Looking in the rearview mirror at my three weeks in Kenya, brings a collage of images: Driving for hours on paved and unpaved roads, sometimes dusty, sometimes muddy and slick. Packing and unpacking. Laying my head on various pillows. Teaching. Spending time with deaconesses. Spending time alone. Visiting widows in mud huts. Snapping photos of kids in the slums of Nairobi. Conversations with my good friend, Pastor David Chuchu. New and rekindled friendships across Kenya. Landscapes so lush and full making my eyes hurt and my heart burn. The blaring noise and pollution of the cities that made me grit my teeth and want to cover my ears.
And life. Life everywhere. Crazy life—folks walking along the roads and highways at all hours of the day and night, intermingled with bicycles, motorbikes, tuk-tuks, cars and trucks. (There are no sidewalks here). Sellers of most anything you might imagine, line streets. Tree limbs, crisscrossed form a tiny stall where a young woman sells tomatoes, collard greens and onions. And next to her, a friend offers avocados, pineapples or mangos. On the edge of the road, in the rich red dirt, women attractively pyramid sweet potatoes or set bunches of green cooking bananas on piles of rock. Further down the road a tin shack offers electricity for recharging cellphones. Food vendors spill onto the street’s edges grilling corn on the cob over a charcoal fire, or deep-frying fish. There are places to get a haircut or a fancy hairdo, a posh mill where you can get your corn milled, and other spots to sit and have a Fanta or Coke. If something can be sold, you are likely to find it along the streets. And at certain crossroads where matatus and buses stop for passengers, vendors come right up to your car offering fruits, vegetables, groundnuts, water, candy…relentlessly.

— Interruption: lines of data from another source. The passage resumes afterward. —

//! CSV exports of assigned-line residuals and predicted catalogs.
//!
//! The exports are meant to be easy to consume in spreadsheets or downstream scripts.

use std::fs::File;
use std::io::{BufWriter, Write};
use std::path::Path;

use crate::domain::PredictedLine;
use crate::error::AppError;
use crate::report::FitStatistics;

/// Write the assigned line list with calculated frequencies and OMC.
pub fn write_line_list_csv(path: &Path, stats: &FitStatistics) -> Result<(), AppError> {
    let mut w = create(path)?;
    writeln!(w, "j_up,ka_up,kc_up,j_low,ka_low,kc_low,obs_mhz,calc_mhz,omc_khz").map_err(write_err)?;

    for r in &stats.residuals {
        let (u, l) = (r.transition.upper, r.transition.lower);
        writeln!(
            w,
            "{},{},{},{},{},{},{:.6},{:.6},{:.2}",
            u.j, u.ka, u.kc, l.j, l.ka, l.kc, r.observed, r.calculated, r.omc_khz
        )
        .map_err(write_err)?;
    }
    w.flush().map_err(write_err)
}

/// Write a predicted catalog.
pub fn write_catalog_csv(path: &Path, lines: &[PredictedLine]) -> Result<(), AppError> {
    let mut w = create(path)?;
    writeln!(w, "j_up,ka_up,kc_up,j_low,ka_low,kc_low,freq_mhz,type,e_low_mhz,rel_intensity").map_err(write_err)?;

    for line in lines {
        let (u, l) = (line.transition.upper, line.transition.lower);
        writeln!(
            w,
            "{},{},{},{},{},{},{:.6},{},{:.6},{:.6e}",
            u.j,
            u.ka,
            u.kc,
            l.j,
            l.ka,
            l.kc,
            line.frequency,
            line.dipole.label(),
            line.lower_energy,
            line.intensity
        )
        .map_err(write_err)?;
    }
    w.flush().map_err(write_err)
}

fn create(path: &Path) -> Result<BufWriter<File>, AppError> {
    let file = File::create(path)
        .map_err(|e| AppError::new(2, format!("Failed to create export CSV '{}': {e}", path.display())))?;
    Ok(BufWriter::new(file))
}

fn write_err(e: std::io::Error) -> AppError {
    AppError::new(2, format!("Failed to write export CSV: {e}"))
}

#[cfg(test)]
mod tests {
    use super::*;
    use crate::domain::{DipoleType, Transition};
    use crate::report::LineResidual;

    #[test]
    fn line_list_csv_layout() {
        let stats = FitStatistics {
            residuals: vec![LineResidual {
                transition: Transition::from([4, 0, 4, 3, 0, 3]),
                observed: 6747.32023,
                calculated: 6747.3,
                omc_khz: 20.23,
            }],
            rms_mhz: 0.02,
        };
        let path = std::env::temp_dir().join(format!("rotfit-lines-{}.csv", std::process::id()));
        write_line_list_csv(&path, &stats).unwrap();
        let text = std::fs::read_to_string(&path).unwrap();
        std::fs::remove_file(&path).ok();

        let mut lines = text.lines();
        assert_eq!(
            lines.next(),
            Some("j_up,ka_up,kc_up,j_low,ka_low,kc_low,obs_mhz,calc_mhz,omc_khz")
        );
        assert_eq!(lines.next(), Some("4,0,4,3,0,3,6747.320230,6747.300000,20.23"));
        assert_eq!(lines.next(), None);
    }

    #[test]
    fn catalog_csv_has_one_row_per_line() {
        let lines = vec![PredictedLine {
            transition: Transition::from([1, 0, 1, 0, 0, 0]),
            frequency: 9000.0,
            dipole: DipoleType::A,
            lower_energy: 0.0,
            intensity: 0.25,
        }];
        let path = std::env::temp_dir().join(format!("rotfit-catalog-{}.csv", std::process::id()));
        write_catalog_csv(&path, &lines).unwrap();
        let text = std::fs::read_to_string(&path).unwrap();
        std::fs::remove_file(&path).ok();
        assert_eq!(text.lines().nth(1), Some("1,0,1,0,0,0,9000.000000,a,0.000000,2.500000e-1"));
    }
}
//! Line strengths and relative absorption intensities.
//!
//! The line strength of a `g`-type transition is the squared direction-cosine
//! matrix element summed over the space-fixed component and both M sublevels.
//! In the `|J, K>` basis it reduces to
//!
//! ```text
//! S_g = (2J'+1)(2J''+1) · |Σ_K c'_{K+q} c_K (-1)^{K+q} (J' 1 J''; -(K+q) q K)|²
//! ```
//!
//! with `q = 0` for a-type, and the `q = ±1` combinations `(m₋ - m₊)/√2` for b-type
//! and `(m₋ + m₊)/√2` for c-type.
//!
//! Intensities follow the usual absorption form
//! `μ_g² · S_g · ν · exp(-E''/kT) · (1 - exp(-hν/kT))`, without the partition
//! function since only relative values are reported.

use crate::domain::DipoleType;
use crate::math::{Wigner3j, parity};
use crate::predict::levels::EigenLadder;

/// `h/k` in kelvin per MHz.
pub const H_OVER_K: f64 = 4.799_243_073e-5;

/// One level picked out of a ladder by its position.
#[derive(Debug, Clone, Copy)]
pub struct LevelRef<'a> {
    pub ladder: &'a EigenLadder,
    pub index: usize,
}

/// Line strength of the `dipole` component between two levels.
pub fn line_strength(upper: LevelRef<'_>, lower: LevelRef<'_>, dipole: DipoleType, wigner: &Wigner3j) -> f64 {
    let amplitude = |q: i64| spherical_component(upper, lower, q, wigner);
    let j_up = upper.ladder.j() as f64;
    let j_low = lower.ladder.j() as f64;
    let degeneracy = (2.0 * j_up + 1.0) * (2.0 * j_low + 1.0);

    let squared = match dipole {
        DipoleType::A => amplitude(0).powi(2),
        DipoleType::B => (amplitude(-1) - amplitude(1)).powi(2) / 2.0,
        DipoleType::C => (amplitude(-1) + amplitude(1)).powi(2) / 2.0,
    };
    degeneracy * squared
}

fn spherical_component(upper: LevelRef<'_>, lower: LevelRef<'_>, q: i64, wigner: &Wigner3j) -> f64 {
    let j_up = upper.ladder.j() as i64;
    let j_low = lower.ladder.j() as i64;
    let c_up = upper.ladder.vector(upper.index);
    let c_low = lower.ladder.vector(lower.index);

    let mut sum = 0.0;
    for k in -j_low..=j_low {
        let k_up = k + q;
        if k_up.abs() > j_up {
            continue;
        }
        let a = c_up[(k_up + j_up) as usize];
        let b = c_low[(k + j_low) as usize];
        sum += a * b * parity(k_up) * wigner.symbol(j_up, 1, j_low, -k_up, q, k);
    }
    sum
}

/// Absorption intensity in arbitrary units.
///
/// `frequency` and `lower_energy` are in MHz, `temperature_k` in K.
pub fn absorption_intensity(mu: f64, strength: f64, frequency: f64, lower_energy: f64, temperature_k: f64) -> f64 {
    let population = (-lower_energy * H_OVER_K / temperature_k).exp();
    let stimulated = -(-frequency * H_OVER_K / temperature_k).exp_m1();
    mu * mu * strength * frequency * population * stimulated
}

This street life is chaotic, and would certainly never pass our safety regulations, but somehow it all works. Strange as it sounds, being the person of order that I am, I miss it. Life is lived out loud and large on these Kenyans streets. People talk to one another. Greet one another with handshakes and cheek to cheek “hugs”. (I shook a lot of hands!). Horns blare. Motorcycles weave in and out of traffic. Cars pass dangerously to gain ground, only to come to a screeching halt at the speed bumps set surreptitiously in the road. And I sit in the passenger seat and watch it all pass by me. Did I mention that Kenyans drive on the left side of the road?
And now, I sit in my quiet, still house, looking out at the bobbing yellow of the daffodils, remembering. And smiling. And planning my next trip to Kenya.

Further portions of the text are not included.